As a step toward determining the “how,” mobile operators are proposing architectures and in some cases setting up labs such as Telefonica’s 5Tonic, to gain experience with candidate technology approaches.
CommScope recently announced a capability called cell virtualization for its OneCell C-RAN small cell product. Cell virtualization is a way to multiply the capacity of a single physical cell by dynamically dividing it into multiple virtual cells, while avoiding the penalty of border interference and handovers that ordinarily result from dividing one cell into many. As seen in the above figure, with cell virtualization, multiple non-interfering virtual cells are dynamically created within a single physical cell, for added capacity without interference.
OneCell is decidedly a 4G LTE product, but at least at a conceptual level, cell virtualization is consistent with the way that industry-leading operators are talking about 5G network architectures. In a 2013 presentation, China Mobile’s Chief Scientist Dr. Chih-Lin I called for no more cells, instead using virtual base station pools to create services that are user-centric rather than network centric. At the 2015 Mobile World Congress, NTT DOCOMO presented the concept of a dynamic virtual cell in which scheduling is coordinated across many antennas. A year later at the Mobile World Congress, Telefonicaannounced its intention to conduct testing and research on a cell-less radio access network in which “the user is always connected to the same cell.”

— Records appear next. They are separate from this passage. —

//! Market data error types

use common::SeriesKey;
use thiserror::Error;

/// Errors that can occur while normalizing feeds or deriving quotes
#[derive(Error, Debug)]
pub enum MarketDataError {
    /// Series has no value yet. Transient, the fair-value cycle skips.
    #[error("Data not available: {0}")]
    NotAvailable(SeriesKey),

    /// Malformed ladder, bad price or otherwise unusable payload
    #[error("Invalid input: {0}")]
    InvalidInput(String),

    /// Payload does not match the venue wire shape
    #[error("Decode error: {0}")]
    Decode(#[from] serde_json::Error),

    /// Any other computation failure
    #[error("Unexpected: {0}")]
    Unexpected(String),
}

impl MarketDataError {
    pub fn invalid_input(msg: impl Into<String>) -> Self {
        Self::InvalidInput(msg.into())
    }

    pub fn unexpected(msg: impl Into<String>) -> Self {
        Self::Unexpected(msg.into())
    }
}
pub fn default_enabled() -> bool {
    true
}

pub fn default_quote_asset() -> String {
    "USDT".to_string()
}

pub fn default_target_notional() -> f64 {
    5000.0
}

pub fn default_retention_window_ms() -> u64 {
    30_000
}

pub fn default_retention_multiplier() -> f64 {
    1.5
}

pub fn default_latency_alpha() -> f64 {
    0.1
}

pub fn default_divergence_capacity() -> usize {
    200
}

pub fn default_bid_percentile() -> f64 {
    1.0 / 3.0
}

pub fn default_ask_percentile() -> f64 {
    2.0 / 3.0
}

pub fn default_depth_fallback_divisor() -> f64 {
    1.01
}

pub fn default_tick_exponent_offset() -> i32 {
    4
}

pub fn default_hour_guard_window_seconds() -> u32 {
    10
}

pub fn default_hour_guard_widen_fraction() -> f64 {
    0.01
}

pub fn default_binance_futures_ws() -> String {
    "wss://fstream.binance.com/ws".to_string()
}

pub fn default_binance_spot_ws() -> String {
    "wss://stream.binance.com:443/ws".to_string()
}

pub fn default_hyperliquid_ws() -> String {
    "wss://api.hyperliquid.xyz/ws".to_string()
}

pub fn default_depth_stream() -> String {
    "depth20@100ms".to_string()
}

pub fn default_reconnect_delay_seconds() -> u64 {
    5
}

pub fn default_log_format() -> String {
    "pretty".to_string()
}
//! Common types and utilities for Stalegun
//!
//! This crate provides the shared vocabulary used across all Stalegun
//! crates: venue identifiers, series keys, sides and the quoting mode.
//!
//! # Modules
//!
//! - [`error`] - Common error types
//! - [`types`] - Shared domain types (Venue, SeriesKey, Side, Mode, etc.)

pub mod error;
pub mod types;

pub use error::{Error, Result};
pub use types::*;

In all of these concepts, as in CommScope’s version of cell virtualization, the physical cell still exists, but it no longer dictates the way in which wireless networks deliver services. The same can be said for network functions virtualization. Network hardware still exists but network functions and applications are no longer captive to specific hardware elements. By moving to a cell-less or virtual cell architecture, operators seek to improve network performance, capacity and flexibility while reducing costs and power consumption. Telefonica has recognized the potential for this technology and as a result has invited CommScope to trial OneCell cell virtualization in its 5Tonic labs.
Our initial experience with cell virtualization bears this out. In tests, a single physical cell can consistently provide four to eight virtual cells worth of capacity. Unlike physical sectors, the virtual cells do not create cell borders because they intelligently parse the spectrum between different active users in a way that eliminates border interference. The benefit is a much more consistent experience for all users, no matter where they are within the coverage area. Data rates for users in traditionally high interference zones increase by nearly 300 percent relative to what they would experience under traditional physical cell architectures.
The full definition of 5G—and how to enable it in networks—is still a ways off. The good news is that within 4G there is still plenty of scope to innovate. Operators and subscribers can benefit today from these advances, while also creating a real-world proving ground for the concepts and technologies that will ultimately emerge as 5G.